'''

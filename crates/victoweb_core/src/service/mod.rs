//! Core use-case services.
//!
//! # Responsibility
//! - Orchestrate repository calls into use-case level APIs.
//! - Keep the HTTP and CLI layers decoupled from storage details.

pub mod account_service;
pub mod admin_seed;
pub mod chat_service;
pub mod password;
pub mod post_service;
pub mod video_service;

'''

#### WHAT YOU NEED TO DO:
With the material above as the source, restate each line word for word.

#### TASK RESULT:
filename crates/victoweb_core/src/service/mod.rs
//! Core use-case services.
//!
//! # Responsibility
//! - Orchestrate repository calls into use-case level APIs.
//! - Keep the HTTP and CLI layers decoupled from storage details.

pub mod account_service;
pub mod admin_seed;
pub mod chat_service;
pub mod password;
pub mod post_service;
pub mod video_service;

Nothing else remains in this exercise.